Short cut behaviour change with this simple mind trick

I know that I’m always talking about how behaviour change occurs gradually over time; how it needs continual focused attention to make the change stick, and this is still true. But sometimes, knowing what the new behaviour needs to be can be just as tricky as knowing how to make it stick.

Jordan* was looking to take on better time management habits. He felt frustrated by his perfectionist tendencies and wanted to improve the speed of his work and just get on with it. Rather than working through practical time management strategies and working on changing his mindset to enable him to take on the new the behaviours over time, we did something a little different.

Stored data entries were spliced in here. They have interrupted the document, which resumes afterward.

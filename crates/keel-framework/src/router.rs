//! Route registration and matching.
//!
//! [`Router`] is the mutable registration surface used while the application
//! boots. It is owned by bootstrap code and handed to module route functions
//! by `&mut`; there is no global router. Once registration is complete,
//! [`Router::freeze`] turns it into an immutable [`RouteTable`] that the
//! dispatcher shares across threads.
//!
//! Matching scans routes in registration order and returns the first route
//! whose method gate and anchored pattern both accept the request. There is
//! no specificity ranking, so register specific routes before general ones:
//!
//! ```rust,ignore
//! router.get("/articles/create", "Article@create", "Blog", ())?;  // first
//! router.get("/articles/{id}", "Article@show", "Blog", ())?;      // would shadow it if first
//! ```
//!
//! # Groups
//!
//! ```rust,ignore
//! router.group("/admin", ["auth"], "Admin", |r| {
//!     r.get("/", "Dashboard@index", "ignored", ())?;          // GET /admin
//!     r.resource("users", "User", "ignored", "audit")?;        // /admin/users...
//!     Ok(())
//! })?;
//! ```

use std::sync::Arc;

use keel_core::Method;
use tracing::{debug, trace};

use crate::error::RouteResult;
use crate::route::{IntoHandler, MiddlewareRef, Middlewares, Route, RouteMatch, RouteMethod};

// ─── Resource actions ─────────────────────────────────────────────────────────

/// One of the seven canonical resource actions.
#[derive(Debug, Clone, Copy, PartialEq, Eq, Hash)]
pub enum ResourceAction {
    Index,
    Create,
    Store,
    Show,
    Edit,
    Update,
    Destroy,
}

impl ResourceAction {
    /// All actions, in registration order.
    pub const ALL: [ResourceAction; 7] = [
        Self::Index,
        Self::Create,
        Self::Store,
        Self::Show,
        Self::Edit,
        Self::Update,
        Self::Destroy,
    ];

    pub fn as_str(self) -> &'static str {
        match self {
            Self::Index => "index",
            Self::Create => "create",
            Self::Store => "store",
            Self::Show => "show",
            Self::Edit => "edit",
            Self::Update => "update",
            Self::Destroy => "destroy",
        }
    }

    fn method(self) -> RouteMethod {
        match self {
            Self::Index | Self::Create | Self::Show | Self::Edit => RouteMethod::Get,
            Self::Store => RouteMethod::Post,
            Self::Update => RouteMethod::Put,
            Self::Destroy => RouteMethod::Delete,
        }
    }

    fn path(self, name: &str) -> String {
        match self {
            Self::Index | Self::Store => format!("/{name}"),
            Self::Create => format!("/{name}/create"),
            Self::Show | Self::Update | Self::Destroy => format!("/{name}/{{id}}"),
            Self::Edit => format!("/{name}/{{id}}/edit"),
        }
    }
}

/// Selects which resource routes [`Router::resource_with`] registers.
#[derive(Debug, Clone, PartialEq, Eq)]
pub struct ResourceActions {
    actions: Vec<ResourceAction>,
}

impl Default for ResourceActions {
    fn default() -> Self {
        Self::all()
    }
}

impl ResourceActions {
    pub fn all() -> Self {
        Self {
            actions: ResourceAction::ALL.to_vec(),
        }
    }

    /// Only the listed actions. Registration order stays canonical.
    pub fn only(actions: &[ResourceAction]) -> Self {
        Self {
            actions: ResourceAction::ALL
                .into_iter()
                .filter(|a| actions.contains(a))
                .collect(),
        }
    }

    /// Every action except the listed ones.
    pub fn except(actions: &[ResourceAction]) -> Self {
        Self {
            actions: ResourceAction::ALL
                .into_iter()
                .filter(|a| !actions.contains(a))
                .collect(),
        }
    }

    pub fn iter(&self) -> impl Iterator<Item = ResourceAction> + '_ {
        self.actions.iter().copied()
    }
}

// ─── Router ───────────────────────────────────────────────────────────────────

/// Ordered, append-only route registration.
#[derive(Debug, Default)]
pub struct Router {
    routes: Vec<Route>,
}

impl Router {
    pub fn new() -> Self {
        Self::default()
    }

    /// Registers a route for `method`.
    ///
    /// # Errors
    ///
    /// Fails if `pattern` does not compile or `handler` is a malformed
    /// `Controller@action` string.
    pub fn add(
        &mut self,
        method: RouteMethod,
        pattern: &str,
        handler: impl IntoHandler,
        module: &str,
        middlewares: impl Into<Middlewares>,
    ) -> RouteResult<&mut Self> {
        let route = Route::new(
            method,
            pattern,
            handler.into_handler()?,
            module,
            middlewares.into().into_vec(),
        )?;
        trace!(method = %route.method, pattern, module, "Route registered");
        self.routes.push(route);
        Ok(self)
    }

    pub fn get(
        &mut self,
        pattern: &str,
        handler: impl IntoHandler,
        module: &str,
        middlewares: impl Into<Middlewares>,
    ) -> RouteResult<&mut Self> {
        self.add(RouteMethod::Get, pattern, handler, module, middlewares)
    }

    pub fn post(
        &mut self,
        pattern: &str,
        handler: impl IntoHandler,
        module: &str,
        middlewares: impl Into<Middlewares>,
    ) -> RouteResult<&mut Self> {
        self.add(RouteMethod::Post, pattern, handler, module, middlewares)
    }

    pub fn put(
        &mut self,
        pattern: &str,
        handler: impl IntoHandler,
        module: &str,
        middlewares: impl Into<Middlewares>,
    ) -> RouteResult<&mut Self> {
        self.add(RouteMethod::Put, pattern, handler, module, middlewares)
    }

    pub fn delete(
        &mut self,
        pattern: &str,
        handler: impl IntoHandler,
        module: &str,
        middlewares: impl Into<Middlewares>,
    ) -> RouteResult<&mut Self> {
        self.add(RouteMethod::Delete, pattern, handler, module, middlewares)
    }

    pub fn patch(
        &mut self,
        pattern: &str,
        handler: impl IntoHandler,
        module: &str,
        middlewares: impl Into<Middlewares>,
    ) -> RouteResult<&mut Self> {
        self.add(RouteMethod::Patch, pattern, handler, module, middlewares)
    }

    /// Registers a route that accepts every method.
    pub fn any(
        &mut self,
        pattern: &str,
        handler: impl IntoHandler,
        module: &str,
        middlewares: impl Into<Middlewares>,
    ) -> RouteResult<&mut Self> {
        self.add(RouteMethod::Any, pattern, handler, module, middlewares)
    }

    /// Registers the routes declared by `register` under a common prefix,
    /// middleware list and module.
    ///
    /// `register` runs against a fresh router. Every route it produces is
    /// rewritten before being appended here:
    ///
    /// - pattern becomes `prefix + pattern` (a bare `/` becomes `prefix`);
    /// - group middleware is placed before the route's own middleware;
    /// - the module is forced to `module`.
    ///
    /// Groups nest: an inner group's routes are rewritten again by the outer
    /// group.
    pub fn group<F>(
        &mut self,
        prefix: &str,
        middlewares: impl Into<Middlewares>,
        module: &str,
        register: F,
    ) -> RouteResult<&mut Self>
    where
        F: FnOnce(&mut Router) -> RouteResult<()>,
    {
        let group_middlewares = middlewares.into().into_vec();
        let mut local = Router::new();
        register(&mut local)?;

        // rewrite everything before touching `self`, so a failure leaves the
        // table as it was
        let rewritten = local
            .routes
            .into_iter()
            .map(|route| {
                let pattern = join_prefix(prefix, route.pattern.source());
                let middlewares: Vec<MiddlewareRef> = group_middlewares
                    .iter()
                    .cloned()
                    .chain(route.middlewares)
                    .collect();
                Route::new(route.method, &pattern, route.handler, module, middlewares)
            })
            .collect::<RouteResult<Vec<_>>>()?;

        let count = rewritten.len();
        self.routes.extend(rewritten);
        debug!(prefix, module, routes = count, "Route group registered");
        Ok(self)
    }

    /// Registers the seven canonical CRUD routes for `name`, handled by
    /// `controller`:
    ///
    /// | Method | Path | Action |
    /// |---|---|---|
    /// | GET | `/{name}` | index |
    /// | GET | `/{name}/create` | create |
    /// | POST | `/{name}` | store |
    /// | GET | `/{name}/{id}` | show |
    /// | GET | `/{name}/{id}/edit` | edit |
    /// | PUT | `/{name}/{id}` | update |
    /// | DELETE | `/{name}/{id}` | destroy |
    pub fn resource(
        &mut self,
        name: &str,
        controller: &str,
        module: &str,
        middlewares: impl Into<Middlewares>,
    ) -> RouteResult<&mut Self> {
        self.resource_with(name, controller, module, middlewares, ResourceActions::all())
    }

    /// Like [`resource`](Self::resource), restricted to `actions`.
    pub fn resource_with(
        &mut self,
        name: &str,
        controller: &str,
        module: &str,
        middlewares: impl Into<Middlewares>,
        actions: ResourceActions,
    ) -> RouteResult<&mut Self> {
        let middlewares = middlewares.into();
        let name = name.trim_matches('/');
        let mut local = Router::new();
        for action in actions.iter() {
            local.add(
                action.method(),
                &action.path(name),
                format!("{controller}@{}", action.as_str()),
                module,
                middlewares.clone(),
            )?;
        }
        self.routes.extend(local.routes);
        Ok(self)
    }

    /// Routes registered so far, in registration order.
    pub fn routes(&self) -> &[Route] {
        &self.routes
    }

    pub fn len(&self) -> usize {
        self.routes.len()
    }

    pub fn is_empty(&self) -> bool {
        self.routes.is_empty()
    }

    /// Finds the first route accepting `method` and `path`.
    pub fn match_route(&self, method: Method, path: &str) -> Option<RouteMatch<'_>> {
        match_first(&self.routes, method, path)
    }

    /// Appends every route of `other`, keeping its order.
    pub fn merge(&mut self, other: Router) -> &mut Self {
        self.routes.extend(other.routes);
        self
    }

    /// Ends registration.
    pub fn freeze(self) -> RouteTable {
        debug!(routes = self.routes.len(), "Route table frozen");
        RouteTable {
            routes: self.routes.into(),
        }
    }
}

/// `prefix + pattern`, where a bare `/` pattern yields `prefix` and an empty
/// result yields `/`.
fn join_prefix(prefix: &str, pattern: &str) -> String {
    let prefix = prefix.trim_end_matches('/');
    let joined = if pattern == "/" || pattern.is_empty() {
        prefix.to_string()
    } else if pattern.starts_with('/') {
        format!("{prefix}{pattern}")
    } else {
        format!("{prefix}/{pattern}")
    };
    if joined.is_empty() {
        "/".to_string()
    } else if joined.starts_with('/') {
        joined
    } else {
        format!("/{joined}")
    }
}

fn match_first<'a>(routes: &'a [Route], method: Method, path: &str) -> Option<RouteMatch<'a>> {
    routes.iter().find_map(|route| {
        route
            .matches(method, path)
            .map(|params| RouteMatch::new(route, params))
    })
}

// ─── RouteTable ───────────────────────────────────────────────────────────────

/// The frozen, shareable route table.
#[derive(Debug, Clone)]
pub struct RouteTable {
    routes: Arc<[Route]>,
}

impl RouteTable {
    /// Finds the first route accepting `method` and `path`.
    pub fn match_route(&self, method: Method, path: &str) -> Option<RouteMatch<'_>> {
        match_first(&self.routes, method, path)
    }

    pub fn routes(&self) -> &[Route] {
        &self.routes
    }

    pub fn iter(&self) -> std::slice::Iter<'_, Route> {
        self.routes.iter()
    }

    pub fn len(&self) -> usize {
        self.routes.len()
    }

    pub fn is_empty(&self) -> bool {
        self.routes.is_empty()
    }
}

impl<'a> IntoIterator for &'a RouteTable {
    type Item = &'a Route;
    type IntoIter = std::slice::Iter<'a, Route>;

    fn into_iter(self) -> Self::IntoIter {
        self.routes.iter()
    }
}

I asked him to think of a role model for time management. Who does this really well? Who’s voice does he hear giving him great advice and paving the way with great results?

My boss!

Great! What advice are you hearing? What do they believe about managing their time? What strategies do they use to get work done? How do they look as they go about their day? How do you imagine they are feeling?

Oh I get it. It’s so clear to me. I know exactly what she does, how she thinks and what she says when it comes to time management. She’s been trying to help me for ages. I’ve been watching her work efficiently and effortlessly for the past year.

When we explored Jordan’s boss’s mindset in this context, knowing what behaviours and strategies to adopt suddenly become very clear and very simple. When you can step into someone else’s mindset and take on their persona and beliefs in that context, the behaviours; the words; the actions; all flow on from there. This makes it much easier to make changes, as you are not having to work things through on many levels at once, you simply begin with the way you think, and let the rest roll out as a result.

Coaching tips:

  • What new behaviour do you want to adopt?

  • Who does this really well and gets the results you want?

  • Ask them the modeling questions in the article above.

  • Then try it on.

  • When you catch yourself in your old behaviour, ask ‘what would my role model do, think, or say right now?’

I’d love to hear what other tricks you use to implement new behaviours or what your experience is with role modeling others. Leave a comment or question on the blog.

*Jordan is a real client but his name has been changed for the purposes of this story.